Updated on July 26, 2019

The Secret World of 640 Kb

Back in the old days of retro computers (we're talking late 80s, early 90s), it didn't matter how many sticks of RAM you bought for your machine. The REAL problem was how to free up the same 640 Kb of conventional memory that limited all our machines. That's just how the computer architecture was designed. Sure, you needed XMS or extended memory, which nowadays we all take for granted - it's the only memory we know about now - but our modern machines aren't bottlenecked by DOS the way they used to be.


If all this sounds out of context, don't be alarmed. It will become clear in a moment. What should be very visceral and real to you is the anxiety and frustration you feel when you try to run Descent or System Shock or Falcon 3 or Wing Commander or any number of other games and you just get some cryptic error complaining about memory, even though you've got an entire 8MB sitting there doing nothing. Know what I mean? Even those of you trying to do work on your machines like AutoCAD or God forbid you try to get the internet running (which is totally doable by the way), will have seen these dreaded memory errors before. As tempting as it might be, you can't just think of memory as a simple number ("I have 8MB and this game only needs 500kb. What's going on?"). The truth is, all these errors are complaining about not being able to get enough from a certain small portion of your total memory. I'm going to show you how this all works and how to get rid of these errors for good.

DOS Has Been Around for a While!

To be honest my history knowledge gets fuzzy this far back but DOS at least has been around since well into the early 80s and the 8086 the future Intel chip architectures were based upon has been around even earlier than that, as early as the 70s so way back then somebody decided that it would be convenient to place certain hardware ROMs in specific places in memory, which then formed the footprint in memory we know as conventional memory or the first 640kb. The problem was the technology at the time. You only had so many 'bits' to work with and memory addressing could only count so high with those bits so it was impractical to use anything more than 1 MB of memory with these simple CPUs. Adding more to that was fine later on and as we got into the 286 and 386 architecture we definitely needed it, but the heritage of the 8086 architecture and how DOS utilized those lower memory blocks remained. It would take decades before Windows 98 would finally dispel with DOS dependencies altogether and dynamically manage all the memory for you. Windows 95 may seem similar but in many ways it was just another extension of DOS, like Windows 3.1 was and lots of software was still tied to those pesky DOS limitations.

Breaking it Down

So now that we've reminisced in the past that most of us never experienced, here's the deal.

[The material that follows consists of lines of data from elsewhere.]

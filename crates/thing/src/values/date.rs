use chrono::{Datelike, NaiveDate};
use serde::Serialize;

use crate::error::{ComponentError, check_component};

pub const MIN_YEAR: i32 = 1000;
pub const MAX_YEAR: i32 = 9999;

fn check_year(year: i32) -> Result<(), ComponentError> {
    check_component("year", year.into(), MIN_YEAR.into(), MAX_YEAR.into())
}

fn check_month(month: u32) -> Result<(), ComponentError> {
    check_component("month", month.into(), 1, 12)
}

fn check_day(day: u32) -> Result<(), ComponentError> {
    check_component("day", day.into(), 1, 31)
}

/// A date where the month and day may be unknown.
///
/// The day can only be present when the month is.
#[derive(Debug, Clone, Copy, PartialEq, Eq, Hash, PartialOrd, Ord, Serialize)]
pub struct ApproximateDate {
    year: i32,
    month: Option<u32>,
    day: Option<u32>,
}

impl ApproximateDate {
    pub fn new(year: i32, month: Option<u32>, day: Option<u32>) -> Result<Self, ComponentError> {
        check_year(year)?;
        if let Some(month) = month {
            check_month(month)?;
        }
        if let Some(day) = day {
            check_day(day)?;
            if month.is_none() {
                return Err(ComponentError::Requires {
                    component: "day",
                    requires: "month",
                });
            }
        }
        Ok(Self { year, month, day })
    }

    pub fn year_only(year: i32) -> Result<Self, ComponentError> {
        Self::new(year, None, None)
    }

    pub fn year_month(year: i32, month: u32) -> Result<Self, ComponentError> {
        Self::new(year, Some(month), None)
    }

    pub fn ymd(year: i32, month: u32, day: u32) -> Result<Self, ComponentError> {
        Self::new(year, Some(month), Some(day))
    }

    pub fn year(&self) -> i32 {
        self.year
    }

    pub fn month(&self) -> Option<u32> {
        self.month
    }

    pub fn day(&self) -> Option<u32> {
        self.day
    }

    pub fn set_year(&mut self, year: i32) -> Result<(), ComponentError> {
        check_year(year)?;
        self.year = year;
        Ok(())
    }

    /// Clearing the month is rejected while a day is set.
    pub fn set_month(&mut self, month: Option<u32>) -> Result<(), ComponentError> {
        match month {
            Some(month) => check_month(month)?,
            None if self.day.is_some() => {
                return Err(ComponentError::Requires {
                    component: "day",
                    requires: "month",
                });
            }
            None => {}
        }
        self.month = month;
        Ok(())
    }

    pub fn set_day(&mut self, day: Option<u32>) -> Result<(), ComponentError> {
        if let Some(day) = day {
            check_day(day)?;
            if self.month.is_none() {
                return Err(ComponentError::Requires {
                    component: "day",
                    requires: "month",
                });
            }
        }
        self.day = day;
        Ok(())
    }

    /// The calendar date, when all three parts are known and form a real
    /// date.
    pub fn to_naive_date(&self) -> Option<NaiveDate> {
        NaiveDate::from_ymd_opt(self.year, self.month?, self.day?)
    }
}

impl TryFrom<NaiveDate> for ApproximateDate {
    type Error = ComponentError;

    fn try_from(date: NaiveDate) -> Result<Self, Self::Error> {
        Self::ymd(date.year(), date.month(), date.day())
    }
}

/// A fully specified date as recorded by a health service.
///
/// Components are range checked individually; a day that does not exist in
/// its month (such as 31 June) is accepted, as the wire format allows it.
#[derive(Debug, Clone, Copy, PartialEq, Eq, Hash, PartialOrd, Ord, Serialize)]
pub struct HealthServiceDate {
    year: i32,
    month: u32,
    day: u32,
}

impl HealthServiceDate {
    pub fn new(year: i32, month: u32, day: u32) -> Result<Self, ComponentError> {
        check_year(year)?;
        check_month(month)?;
        check_day(day)?;
        Ok(Self { year, month, day })
    }

    pub fn year(&self) -> i32 {
        self.year
    }

    pub fn month(&self) -> u32 {
        self.month
    }

    pub fn day(&self) -> u32 {
        self.day
    }

    pub fn set_year(&mut self, year: i32) -> Result<(), ComponentError> {
        check_year(year)?;
        self.year = year;
        Ok(())
    }

    pub fn set_month(&mut self, month: u32) -> Result<(), ComponentError> {
        check_month(month)?;
        self.month = month;
        Ok(())
    }

    pub fn set_day(&mut self, day: u32) -> Result<(), ComponentError> {
        check_day(day)?;
        self.day = day;
        Ok(())
    }

    pub fn to_naive_date(&self) -> Option<NaiveDate> {
        NaiveDate::from_ymd_opt(self.year, self.month, self.day)
    }
}

impl TryFrom<NaiveDate> for HealthServiceDate {
    type Error = ComponentError;

    fn try_from(date: NaiveDate) -> Result<Self, Self::Error> {
        Self::new(date.year(), date.month(), date.day())
    }
}

impl From<HealthServiceDate> for ApproximateDate {
    fn from(date: HealthServiceDate) -> Self {
        Self {
            year: date.year,
            month: Some(date.month),
            day: Some(date.day),
        }
    }
}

All the RAM in your old computer is like a big stack of bricks, starting at the ground and going up. You start at 0 and go up to let's say... 8 MB. Doesn't matter how much total RAM you have though, since everybody has the same 640Kb at the bottom of the stack. Now this stack is divided up into 16kb layers. Each layer is addressed using hexadecimal, which may sound spooky but it just means instead of counting 10, 20, 30kb, etc. you're counting 16, 32, 48kb, etc and using a base-16 nomenclature to label those rows so you'll get a row like A000 - A3FF. Don't worry too much about it. It's more important to think of the whole thing visually as a simple stack of bricks with 16 bricks per layer and 40 layers to make up your 640k.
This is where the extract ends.